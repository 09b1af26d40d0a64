//! Pp-number decoding: integer and floating literals.
//!
//! The numeric part is consumed left to right (radix prefix, digits,
//! fraction, exponent); whatever remains is the suffix. Integer
//! suffixes are classified with the rule engine, then the value is
//! laddered through the candidate types of the LP64 model until one
//! fits. A `_`-leading suffix makes the token a user-defined literal
//! and skips value decoding.

use std::sync::LazyLock;

use cpplex_regex::rule::strset;
use cpplex_regex::{matches_str, Rule};

use crate::fundamental::FundamentalType;

/// Outcome of decoding one pp-number token.
#[derive(Debug, Clone, PartialEq)]
pub(crate) enum NumberValue {
    /// A plain literal with its type and object representation.
    Scalar(FundamentalType, Vec<u8>),
    /// A user-defined literal, not value-decoded.
    UserDefined {
        digits: Vec<u8>,
        suffix: Vec<u8>,
        floating: bool,
    },
    Invalid,
}

#[derive(Debug, Clone, Copy, PartialEq, Eq)]
enum IntSuffix {
    None,
    U,
    L,
    Ll,
    Ul,
    Ull,
}

static INT_SUFFIX_RULES: LazyLock<Vec<(Rule, IntSuffix)>> = LazyLock::new(|| {
    vec![
        (strset(&["u", "U"]), IntSuffix::U),
        (strset(&["l", "L"]), IntSuffix::L),
        (strset(&["ll", "LL"]), IntSuffix::Ll),
        (
            strset(&["ul", "uL", "Ul", "UL", "lu", "lU", "Lu", "LU"]),
            IntSuffix::Ul,
        ),
        (
            strset(&["ull", "uLL", "Ull", "ULL", "llu", "llU", "LLu", "LLU"]),
            IntSuffix::Ull,
        ),
    ]
});

fn classify_int_suffix(suffix: &str) -> Option<IntSuffix> {
    if suffix.is_empty() {
        return Some(IntSuffix::None);
    }
    INT_SUFFIX_RULES
        .iter()
        .find(|(rule, _)| matches_str(rule, suffix))
        .map(|&(_, class)| class)
}

/// Candidate types, in order, for one suffix class. Decimal and
/// octal/hex literals ladder differently: only the latter may flip to
/// the unsigned sibling of a signed candidate.
fn ladder(suffix: IntSuffix, decimal: bool) -> &'static [FundamentalType] {
    use FundamentalType::{
        Int, LongInt, LongLongInt, UnsignedInt, UnsignedLongInt, UnsignedLongLongInt,
    };
    match (suffix, decimal) {
        (IntSuffix::None, true) => &[Int, LongInt, LongLongInt],
        (IntSuffix::None, false) => &[
            Int,
            UnsignedInt,
            LongInt,
            UnsignedLongInt,
            LongLongInt,
            UnsignedLongLongInt,
        ],
        (IntSuffix::U, _) => &[UnsignedInt, UnsignedLongInt, UnsignedLongLongInt],
        (IntSuffix::L, true) => &[LongInt, LongLongInt],
        (IntSuffix::L, false) => &[
            LongInt,
            UnsignedLongInt,
            LongLongInt,
            UnsignedLongLongInt,
        ],
        (IntSuffix::Ul, _) => &[UnsignedLongInt, UnsignedLongLongInt],
        (IntSuffix::Ll, true) => &[LongLongInt],
        (IntSuffix::Ll, false) => &[LongLongInt, UnsignedLongLongInt],
        (IntSuffix::Ull, _) => &[UnsignedLongLongInt],
    }
}

fn fits(value: u64, ty: FundamentalType) -> bool {
    match ty {
        FundamentalType::Int => value <= i32::MAX as u64,
        FundamentalType::UnsignedInt => value <= u64::from(u32::MAX),
        FundamentalType::LongInt | FundamentalType::LongLongInt => value <= i64::MAX as u64,
        _ => true,
    }
}

fn integer_value(value: u64, suffix: IntSuffix, decimal: bool) -> NumberValue {
    for &ty in ladder(suffix, decimal) {
        if !fits(value, ty) {
            continue;
        }
        let data = if ty.width() == 4 {
            match u32::try_from(value) {
                Ok(small) => small.to_ne_bytes().to_vec(),
                Err(_) => continue,
            }
        } else {
            value.to_ne_bytes().to_vec()
        };
        return NumberValue::Scalar(ty, data);
    }
    NumberValue::Invalid
}

/// Rejects digit strings whose value cannot fit in 64 bits, before
/// any accumulation. `u64::MAX` is 20 decimal digits, 16 hex digits,
/// 22 octal digits starting with `1`.
fn too_wide(digits: &str, radix: u32) -> bool {
    let significant = digits.trim_start_matches('0');
    match radix {
        10 => digits.len() > 20 || (digits.len() == 20 && digits > "18446744073709551615"),
        16 => significant.len() > 16,
        _ => {
            significant.len() > 22
                || (significant.len() == 22 && significant.as_bytes()[0] > b'1')
        }
    }
}

fn decode_integer(digits: &str, radix: u32, suffix: &str) -> NumberValue {
    let Some(class) = classify_int_suffix(suffix) else {
        return NumberValue::Invalid;
    };
    if too_wide(digits, radix) {
        return NumberValue::Invalid;
    }
    match u64::from_str_radix(digits, radix) {
        Ok(value) => integer_value(value, class, radix == 10),
        Err(_) => NumberValue::Invalid,
    }
}

fn decode_floating(numeric: &str, suffix: &str) -> NumberValue {
    match suffix {
        "" => match numeric.parse::<f64>() {
            Ok(v) => NumberValue::Scalar(FundamentalType::Double, v.to_ne_bytes().to_vec()),
            Err(_) => NumberValue::Invalid,
        },
        "f" | "F" => match numeric.parse::<f32>() {
            Ok(v) => NumberValue::Scalar(FundamentalType::Float, v.to_ne_bytes().to_vec()),
            Err(_) => NumberValue::Invalid,
        },
        "l" | "L" => match numeric.parse::<f64>() {
            Ok(v) => NumberValue::Scalar(FundamentalType::LongDouble, v.to_ne_bytes().to_vec()),
            Err(_) => NumberValue::Invalid,
        },
        _ => NumberValue::Invalid,
    }
}

/// Decodes a pp-number token into a typed literal.
pub(crate) fn decode_pp_number(text: &[u8]) -> NumberValue {
    let Ok(s) = std::str::from_utf8(text) else {
        return NumberValue::Invalid;
    };

    if let Some(hex) = s.strip_prefix("0x").or_else(|| s.strip_prefix("0X")) {
        let end = hex
            .bytes()
            .take_while(u8::is_ascii_hexdigit)
            .count();
        let (digits, suffix) = hex.split_at(end);
        if digits.is_empty() {
            return NumberValue::Invalid;
        }
        if suffix.starts_with('_') {
            return NumberValue::UserDefined {
                digits: s[..s.len() - suffix.len()].as_bytes().to_vec(),
                suffix: suffix.as_bytes().to_vec(),
                floating: false,
            };
        }
        return decode_integer(digits, 16, suffix);
    }

    let bytes = s.as_bytes();
    let mut i = 0;
    while i < bytes.len() && bytes[i].is_ascii_digit() {
        i += 1;
    }
    let mut is_float = false;
    if i < bytes.len() && bytes[i] == b'.' {
        is_float = true;
        i += 1;
        while i < bytes.len() && bytes[i].is_ascii_digit() {
            i += 1;
        }
    }
    if i < bytes.len() && matches!(bytes[i], b'e' | b'E') {
        let mut j = i + 1;
        if j < bytes.len() && matches!(bytes[j], b'+' | b'-') {
            j += 1;
        }
        if j < bytes.len() && bytes[j].is_ascii_digit() {
            is_float = true;
            i = j;
            while i < bytes.len() && bytes[i].is_ascii_digit() {
                i += 1;
            }
        }
    }
    let (numeric, suffix) = s.split_at(i);
    if numeric.is_empty() {
        return NumberValue::Invalid;
    }

    if suffix.starts_with('_') {
        return NumberValue::UserDefined {
            digits: numeric.as_bytes().to_vec(),
            suffix: suffix.as_bytes().to_vec(),
            floating: is_float,
        };
    }
    if is_float {
        return decode_floating(numeric, suffix);
    }
    if numeric.len() > 1 && numeric.starts_with('0') {
        if numeric.bytes().any(|b| b > b'7') {
            return NumberValue::Invalid;
        }
        return decode_integer(numeric, 8, suffix);
    }
    decode_integer(numeric, 10, suffix)
}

-*-

Would you write out all of the data exactly as given?

▶ [Answer below]
repository 09b1af26d40d0a64
//! Pp-number decoding: integer and floating literals.
//!
//! The numeric part is consumed left to right (radix prefix, digits,
//! fraction, exponent); whatever remains is the suffix. Integer
//! suffixes are classified with the rule engine, then the value is
//! laddered through the candidate types of the LP64 model until one
//! fits. A `_`-leading suffix makes the token a user-defined literal
//! and skips value decoding.

use std::sync::LazyLock;

use cpplex_regex::rule::strset;
use cpplex_regex::{matches_str, Rule};

use crate::fundamental::FundamentalType;

/// Outcome of decoding one pp-number token.
#[derive(Debug, Clone, PartialEq)]
pub(crate) enum NumberValue {
    /// A plain literal with its type and object representation.
    Scalar(FundamentalType, Vec<u8>),
    /// A user-defined literal, not value-decoded.
    UserDefined {
        digits: Vec<u8>,
        suffix: Vec<u8>,
        floating: bool,
    },
    Invalid,
}

#[derive(Debug, Clone, Copy, PartialEq, Eq)]
enum IntSuffix {
    None,
    U,
    L,
    Ll,
    Ul,
    Ull,
}

static INT_SUFFIX_RULES: LazyLock<Vec<(Rule, IntSuffix)>> = LazyLock::new(|| {
    vec![
        (strset(&["u", "U"]), IntSuffix::U),
        (strset(&["l", "L"]), IntSuffix::L),
        (strset(&["ll", "LL"]), IntSuffix::Ll),
        (
            strset(&["ul", "uL", "Ul", "UL", "lu", "lU", "Lu", "LU"]),
            IntSuffix::Ul,
        ),
        (
            strset(&["ull", "uLL", "Ull", "ULL", "llu", "llU", "LLu", "LLU"]),
            IntSuffix::Ull,
        ),
    ]
});

fn classify_int_suffix(suffix: &str) -> Option<IntSuffix> {
    if suffix.is_empty() {
        return Some(IntSuffix::None);
    }
    INT_SUFFIX_RULES
        .iter()
        .find(|(rule, _)| matches_str(rule, suffix))
        .map(|&(_, class)| class)
}

/// Candidate types, in order, for one suffix class. Decimal and
/// octal/hex literals ladder differently: only the latter may flip to
/// the unsigned sibling of a signed candidate.
fn ladder(suffix: IntSuffix, decimal: bool) -> &'static [FundamentalType] {
    use FundamentalType::{
        Int, LongInt, LongLongInt, UnsignedInt, UnsignedLongInt, UnsignedLongLongInt,
    };
    match (suffix, decimal) {
        (IntSuffix::None, true) => &[Int, LongInt, LongLongInt],
        (IntSuffix::None, false) => &[
            Int,
            UnsignedInt,
            LongInt,
            UnsignedLongInt,
            LongLongInt,
            UnsignedLongLongInt,
        ],
        (IntSuffix::U, _) => &[UnsignedInt, UnsignedLongInt, UnsignedLongLongInt],
        (IntSuffix::L, true) => &[LongInt, LongLongInt],
        (IntSuffix::L, false) => &[
            LongInt,
            UnsignedLongInt,
            LongLongInt,
            UnsignedLongLongInt,
        ],
        (IntSuffix::Ul, _) => &[UnsignedLongInt, UnsignedLongLongInt],
        (IntSuffix::Ll, true) => &[LongLongInt],
        (IntSuffix::Ll, false) => &[LongLongInt, UnsignedLongLongInt],
        (IntSuffix::Ull, _) => &[UnsignedLongLongInt],
    }
}

fn fits(value: u64, ty: FundamentalType) -> bool {
    match ty {
        FundamentalType::Int => value <= i32::MAX as u64,
        FundamentalType::UnsignedInt => value <= u64::from(u32::MAX),
        FundamentalType::LongInt | FundamentalType::LongLongInt => value <= i64::MAX as u64,
        _ => true,
    }
}

fn integer_value(value: u64, suffix: IntSuffix, decimal: bool) -> NumberValue {
    for &ty in ladder(suffix, decimal) {
        if !fits(value, ty) {
            continue;
        }
        let data = if ty.width() == 4 {
            match u32::try_from(value) {
                Ok(small) => small.to_ne_bytes().to_vec(),
                Err(_) => continue,
            }
        } else {
            value.to_ne_bytes().to_vec()
        };
        return NumberValue::Scalar(ty, data);
    }
    NumberValue::Invalid
}

/// Rejects digit strings whose value cannot fit in 64 bits, before
/// any accumulation. `u64::MAX` is 20 decimal digits, 16 hex digits,
/// 22 octal digits starting with `1`.
fn too_wide(digits: &str, radix: u32) -> bool {
    let significant = digits.trim_start_matches('0');
    match radix {
        10 => digits.len() > 20 || (digits.len() == 20 && digits > "18446744073709551615"),
        16 => significant.len() > 16,
        _ => {
            significant.len() > 22
                || (significant.len() == 22 && significant.as_bytes()[0] > b'1')
        }
    }
}

fn decode_integer(digits: &str, radix: u32, suffix: &str) -> NumberValue {
    let Some(class) = classify_int_suffix(suffix) else {
        return NumberValue::Invalid;
    };
    if too_wide(digits, radix) {
        return NumberValue::Invalid;
    }
    match u64::from_str_radix(digits, radix) {
        Ok(value) => integer_value(value, class, radix == 10),
        Err(_) => NumberValue::Invalid,
    }
}

fn decode_floating(numeric: &str, suffix: &str) -> NumberValue {
    match suffix {
        "" => match numeric.parse::<f64>() {
            Ok(v) => NumberValue::Scalar(FundamentalType::Double, v.to_ne_bytes().to_vec()),
            Err(_) => NumberValue::Invalid,
        },
        "f" | "F" => match numeric.parse::<f32>() {
            Ok(v) => NumberValue::Scalar(FundamentalType::Float, v.to_ne_bytes().to_vec()),
            Err(_) => NumberValue::Invalid,
        },
        "l" | "L" => match numeric.parse::<f64>() {
            Ok(v) => NumberValue::Scalar(FundamentalType::LongDouble, v.to_ne_bytes().to_vec()),
            Err(_) => NumberValue::Invalid,
        },
        _ => NumberValue::Invalid,
    }
}

/// Decodes a pp-number token into a typed literal.
pub(crate) fn decode_pp_number(text: &[u8]) -> NumberValue {
    let Ok(s) = std::str::from_utf8(text) else {
        return NumberValue::Invalid;
    };

    if let Some(hex) = s.strip_prefix("0x").or_else(|| s.strip_prefix("0X")) {
        let end = hex
            .bytes()
            .take_while(u8::is_ascii_hexdigit)
            .count();
        let (digits, suffix) = hex.split_at(end);
        if digits.is_empty() {
            return NumberValue::Invalid;
        }
        if suffix.starts_with('_') {
            return NumberValue::UserDefined {
                digits: s[..s.len() - suffix.len()].as_bytes().to_vec(),
                suffix: suffix.as_bytes().to_vec(),
                floating: false,
            };
        }
        return decode_integer(digits, 16, suffix);
    }

    let bytes = s.as_bytes();
    let mut i = 0;
    while i < bytes.len() && bytes[i].is_ascii_digit() {
        i += 1;
    }
    let mut is_float = false;
    if i < bytes.len() && bytes[i] == b'.' {
        is_float = true;
        i += 1;
        while i < bytes.len() && bytes[i].is_ascii_digit() {
            i += 1;
        }
    }
    if i < bytes.len() && matches!(bytes[i], b'e' | b'E') {
        let mut j = i + 1;
        if j < bytes.len() && matches!(bytes[j], b'+' | b'-') {
            j += 1;
        }
        if j < bytes.len() && bytes[j].is_ascii_digit() {
            is_float = true;
            i = j;
            while i < bytes.len() && bytes[i].is_ascii_digit() {
                i += 1;
            }
        }
    }
    let (numeric, suffix) = s.split_at(i);
    if numeric.is_empty() {
        return NumberValue::Invalid;
    }

    if suffix.starts_with('_') {
        return NumberValue::UserDefined {
            digits: numeric.as_bytes().to_vec(),
            suffix: suffix.as_bytes().to_vec(),
            floating: is_float,
        };
    }
    if is_float {
        return decode_floating(numeric, suffix);
    }
    if numeric.len() > 1 && numeric.starts_with('0') {
        if numeric.bytes().any(|b| b > b'7') {
            return NumberValue::Invalid;
        }
        return decode_integer(numeric, 8, suffix);
    }
    decode_integer(numeric, 10, suffix)
}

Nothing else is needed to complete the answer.